Is reversal of velocity always equivalent to reversal of time? Let us imagine there is a container full of small particles which are allowed to collide with each other and the container walls (in 2D). If I initialise the system with given velocities and positions at $t = 0$, and reverse the velocity of every particle at $t = 5$, then at $t = 10$ the particles should exactly return to their initial velocities and positions.
However, when I simulate this experiment with simple 2D physics, the particles fail to return to the initial state if they are allowed to both collide with each other and container walls. So the question is Is my understanding of the physics wrong or is there something wrong with the simulation itself ?
When only collision with container walls or collision with other particles is allowed, the particles more or less return to the same situation. However, when both are allowed they just don't. The only interactions in the simulation are 2D collisions between the particles which conserve momentum and collisions with the "walls" which just reverse the corresponding $x$ or $y$ component of the velocity.

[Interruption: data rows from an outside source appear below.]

//! The layout engine: one owned context for the widget registry and its state.
//!
//! Every mutation goes through `&mut self`, so there is exactly one writer.
//! Each committed change pushes one history snapshot; failed operations leave
//! both the registry and the history untouched.

use gridboard_core::event::{PointerPosition, ResizeHandle};
use gridboard_core::geometry::{CellSize, GridRect, GridSize, PixelSize};
use rustc_hash::FxHashSet;
use serde::{Deserialize, Serialize};
use serde_json::Value;

use crate::config::EngineConfig;
use crate::density::{RescaleWarning, Rescaler};
use crate::document::{
    DashboardDocument, ImportContext, ImportReport, LOAD_ID_STAMP, default_widgets, normalize_import,
    repair_widgets, unique_id,
};
use crate::error::{DocumentError, LayoutError, Result};
use crate::history::LayoutHistory;
use crate::insert::{InsertStrategy, InsertionPlanner};
use crate::interaction::{
    InteractionController, InteractionEffect, InteractionEvent, InteractionFrame, InteractionState,
    InteractionTransition,
};
use crate::pack::Packer;
use crate::placement::{LayoutConflict, check_placement, is_settled, layout_conflicts};
use crate::preset::SizePreset;
use crate::widget::{Settings, Widget, WidgetId, WidgetKind};

/// How a saved layout was brought in.
#[derive(Debug, Clone, PartialEq, Eq, Serialize, Deserialize)]
#[serde(tag = "source", rename_all = "snake_case")]
pub enum LoadOutcome {
    Document,
    /// The document was unusable; the built-in layout was substituted.
    Defaulted { reason: String },
}

#[derive(Debug, Clone)]
pub struct LayoutEngine {
    config: EngineConfig,
    grid: GridSize,
    widgets: Vec<Widget>,
    history: LayoutHistory,
    controller: InteractionController,
    maximized: Option<WidgetId>,
}

impl Default for LayoutEngine {
    fn default() -> Self {
        Self::new(EngineConfig::default())
    }
}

 A: You are rediscovering the chaotic behavior of non-integrable systems. 
The reason the system does not recover exactly its original state is due to the unavoidable round-off which makes the final dynamic configuration slightly, but definitely different from the exact evolution. Even after a few steps. When velocities are reversed, since the system is not starting from the exact final state, after the same number of steps of the direct evolution, it does not go back to the original starting point. It is a direct check of the exponential divergence of chaotic trajectories.

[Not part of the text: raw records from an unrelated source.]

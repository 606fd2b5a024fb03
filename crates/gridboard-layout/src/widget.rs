//! Widget model: identity, type, geometry, floors, and minimize state.

use std::fmt;

use gridboard_core::geometry::{CellSize, GridRect, GridSize, PixelSize};
use serde::{Deserialize, Serialize};

use crate::preset::SizePreset;

/// Opaque per-widget settings object. The engine only ever shallow-merges it.
pub type Settings = serde_json::Map<String, serde_json::Value>;

/// Row span forced onto a minimized widget unless configured otherwise.
pub const MINIMIZED_ROW_SPAN: u16 = 1;

/// Stable widget identifier, unique within a registry.
#[derive(Debug, Clone, PartialEq, Eq, Hash, PartialOrd, Ord, Serialize, Deserialize)]
#[serde(transparent)]
pub struct WidgetId(String);

impl WidgetId {
    #[must_use]
    pub fn new(id: impl Into<String>) -> Self {
        Self(id.into())
    }

    /// `type + timestamp`, the identifier scheme for freshly added widgets.
    #[must_use]
    pub fn generate(kind: WidgetKind, timestamp_ms: u64) -> Self {
        Self(format!("{}{timestamp_ms}", kind.as_str()))
    }

    #[must_use]
    pub fn as_str(&self) -> &str {
        &self.0
    }
}

impl fmt::Display for WidgetId {
    fn fmt(&self, f: &mut fmt::Formatter<'_>) -> fmt::Result {
        f.write_str(&self.0)
    }
}

impl From<&str> for WidgetId {
    fn from(value: &str) -> Self {
        Self::new(value)
    }
}

/// Closed set of widget types hosted by the dashboard.
#[derive(Debug, Clone, Copy, PartialEq, Eq, Hash, PartialOrd, Ord, Serialize, Deserialize)]
#[serde(rename_all = "lowercase")]
pub enum WidgetKind {
    Weather,
    Notes,
    Calculator,
    Chat,
    Slideshow,
}

impl WidgetKind {
    pub const ALL: [Self; 5] = [
        Self::Weather,
        Self::Notes,
        Self::Calculator,
        Self::Chat,
        Self::Slideshow,
    ];

    #[must_use]
    pub const fn as_str(self) -> &'static str {
        match self {
            Self::Weather => "weather",
            Self::Notes => "notes",
            Self::Calculator => "calculator",
            Self::Chat => "chat",
            Self::Slideshow => "slideshow",
        }
    }

    #[must_use]
    pub fn parse(raw: &str) -> Option<Self> {
        let raw = raw.trim();
        Self::ALL
            .into_iter()
            .find(|kind| kind.as_str().eq_ignore_ascii_case(raw))
    }

    /// Title shown when none was provided.
    #[must_use]
    pub const fn default_title(self) -> &'static str {
        match self {
            Self::Weather => "Weather",
            Self::Notes => "Notes",
            Self::Calculator => "Calculator",
            Self::Chat => "Chat",
            Self::Slideshow => "Photos",
        }
    }

    /// Smallest pixel footprint the content can render into.
    #[must_use]
    pub const fn min_size_px(self) -> PixelSize {
        match self {
            Self::Weather | Self::Notes => PixelSize::new(240.0, 180.0),
            Self::Calculator => PixelSize::new(210.0, 300.0),
            Self::Chat => PixelSize::new(300.0, 300.0),
            Self::Slideshow => PixelSize::new(300.0, 240.0),
        }
    }

    #[must_use]
    pub const fn default_preset(self) -> SizePreset {
        match self {
            Self::Weather | Self::Notes => SizePreset::Medium,
            Self::Calculator | Self::Chat => SizePreset::Tall,
            Self::Slideshow => SizePreset::Large,
        }
    }

    /// Grid floor for this type at a given density: `max(1, round(minPx / cellPx))`.
    #[must_use]
    pub fn min_spans(self, cell: CellSize) -> (u16, u16) {
        let min = self.min_size_px();
        (
            cells_at_least_one(cell.cells_for_px(min.width)),
            cells_at_least_one(cell.cells_for_px(min.height)),
        )
    }
}

impl fmt::Display for WidgetKind {
    fn fmt(&self, f: &mut fmt::Formatter<'_>) -> fmt::Result {
        f.write_str(self.as_str())
    }
}

pub(crate) fn cells_at_least_one(cells: i32) -> u16 {
    cells.clamp(1, i32::from(u16::MAX)) as u16
}

/// A positioned, sized, typed entity on the dashboard grid.
#[derive(Debug, Clone, PartialEq, Serialize, Deserialize)]
#[serde(rename_all = "camelCase")]
pub struct Widget {
    pub id: WidgetId,
    #[serde(rename = "type")]
    pub kind: WidgetKind,
    pub title: String,
    pub col_start: u16,
    pub row_start: u16,
    pub col_span: u16,
    pub row_span: u16,
    pub min_col_span: u16,
    pub min_row_span: u16,
    #[serde(default)]
    pub is_minimized: bool,
    #[serde(default, skip_serializing_if = "Option::is_none")]
    pub original_row_span: Option<u16>,
    #[serde(default)]
    pub settings: Settings,
    #[serde(default)]
    pub container_settings: Settings,
}

impl Widget {
    /// Create a widget at `rect` with an explicit floor.
    #[must_use]
    pub fn new(id: impl Into<WidgetId>, kind: WidgetKind, rect: GridRect, floor: (u16, u16)) -> Self {
        Self {
            id: id.into(),
            kind,
            title: kind.default_title().to_string(),
            col_start: rect.col,
            row_start: rect.row,
            col_span: rect.col_span,
            row_span: rect.row_span,
            min_col_span: floor.0.max(1),
            min_row_span: floor.1.max(1),
            is_minimized: false,
            original_row_span: None,
            settings: Settings::new(),
            container_settings: Settings::new(),
        }
    }

    /// Create a widget of `kind` sized by `preset` at the given density.
    ///
    /// The widget is anchored at (1, 1); callers place it through the planner.
    #[must_use]
    pub fn from_preset(
        id: impl Into<WidgetId>,
        kind: WidgetKind,
        preset: SizePreset,
        cell: CellSize,
    ) -> Self {
        let floor = kind.min_spans(cell);
        let (cols, rows) = preset.spans(cell, floor);
        Self::new(id, kind, GridRect::new(1, 1, cols, rows), floor)
    }

    #[must_use]
    pub fn with_title(mut self, title: impl Into<String>) -> Self {
        self.title = title.into();
        self
    }

    #[must_use]
    pub const fn rect(&self) -> GridRect {
        GridRect::new(self.col_start, self.row_start, self.col_span, self.row_span)
    }

    pub fn set_rect(&mut self, rect: GridRect) {
        self.col_start = rect.col;
        self.row_start = rect.row;
        self.col_span = rect.col_span;
        self.row_span = rect.row_span;
    }

    pub fn set_origin(&mut self, col: u16, row: u16) {
        self.col_start = col;
        self.row_start = row;
    }

    /// Effective row floor: the current span while minimized, the type floor otherwise.
    #[must_use]
    pub fn row_floor(&self) -> u16 {
        if self.is_minimized {
            self.row_span.max(1)
        } else {
            self.min_row_span.max(1)
        }
    }

    #[must_use]
    pub fn col_floor(&self) -> u16 {
        self.min_col_span.max(1)
    }

    /// Spans clamped up to the floor. Packing never shrinks below this.
    #[must_use]
    pub fn floored_spans(&self) -> (u16, u16) {
        (
            self.col_span.max(self.col_floor()),
            self.row_span.max(self.row_floor()),
        )
    }

    #[must_use]
    pub fn meets_floor(&self) -> bool {
        self.col_span >= self.col_floor() && self.row_span >= self.row_floor()
    }

    /// Cover the whole grid, never dropping below the floor.
    pub fn fill_grid(&mut self, grid: GridSize) {
        self.set_rect(GridRect::new(
            1,
            1,
            grid.cols.max(self.min_col_span),
            grid.rows.max(self.min_row_span),
        ));
    }

    /// Whether this widget can give up a cell on at least one axis.
    #[must_use]
    pub fn is_donor(&self) -> bool {
        self.col_span > self.col_floor() || (!self.is_minimized && self.row_span > self.row_floor())
    }

    /// Collapse to `minimized_span` rows, remembering the current row span.
    ///
    /// Returns `false` if the widget was already minimized.
    pub fn minimize(&mut self, minimized_span: u16) -> bool {
        if self.is_minimized {
            return false;
        }
        self.original_row_span = Some(self.row_span);
        self.row_span = minimized_span.max(1);
        self.is_minimized = true;
        true
    }

    /// Restore the pre-minimize row span verbatim.
    ///
    /// Returns `false` if the widget was not minimized.
    pub fn restore(&mut self) -> bool {
        if !self.is_minimized {
            return false;
        }
        if let Some(span) = self.original_row_span.take() {
            self.row_span = span;
        } else {
            self.row_span = self.row_span.max(self.min_row_span);
        }
        self.is_minimized = false;
        true
    }

    /// Shallow-merge `patch` into the settings object; keys in `patch` win.
    pub fn merge_settings(&mut self, patch: Settings) {
        for (key, value) in patch {
            self.settings.insert(key, value);
        }
    }
}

The simplest situations you may use to check the phenomenon are the so called chaotic billiards, i.e. two-dimensional surfaces exhibiting the same phenomenon of exponential divergences of close trajectories even for a single point-like particle experiencing elastic collisions. Probably the simplest are the "Sinai billiard" and the "Stadium billiard". Writing a computer code to exploit their chaotic dynamics  is a simple but rewarding exercise.